__What is needed__: Only the lines from the first line of the records through the line containing "use std::path::PathBuf;" belong in the answer. Copy them exactly.

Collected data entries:

//! CLI module - Command-line interface for the portal account store
//!
//! This module provides a structured CLI using clap for argument parsing.

mod commands;

use clap::{Parser, Subcommand};
use std::path::PathBuf;

/// Portal accounts - alumni portal account and credential store
#[derive(Parser)]
#[command(name = "portal")]
#[command(author, version, about, long_about = None)]
pub struct Cli {
    /// Config file to use instead of the default search paths
    #[arg(long, global = true)]
    pub config: Option<PathBuf>,

    #[command(subcommand)]
    pub command: Commands,
}

#[derive(Subcommand)]
pub enum Commands {
    /// Create a default config.toml in the current directory
    InitConfig,

    /// Create a new account
    Register {
        email: String,
        password: String,
        /// Display name
        #[arg(required = true)]
        name: Vec<String>,
    },

    /// Sign in and remember the session
    Login { email: String, password: String },

    /// Sign out of the current session
    Logout,

    /// Show the signed-in account
    Whoami,

    /// List all accounts (admin)
    #[command(alias = "ls")]
    Users,

    /// Disable an account (admin)
    Disable { email: String },

    /// Re-enable an account (admin)
    Enable { email: String },

    /// Post an announcement (admin)
    Announce {
        #[arg(required = true)]
        text: Vec<String>,
    },

    /// Show announcements, newest first
    Announcements,

    /// Show recent activity (admin)
    Activity {
        /// Number of entries to show
        #[arg(long, short = 'n', default_value_t = crate::constants::limits::DEFAULT_ACTIVITY_LIMIT)]
        limit: usize,
    },

    /// Show account counters (admin)
    Stats,

    /// Rate a password without creating anything
    Strength { password: String },
}

pub use commands::*;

__Written answer__:
//! CLI module - Command-line interface for the portal account store
//!
//! This module provides a structured CLI using clap for argument parsing.

mod commands;

use clap::{Parser, Subcommand};
use std::path::PathBuf;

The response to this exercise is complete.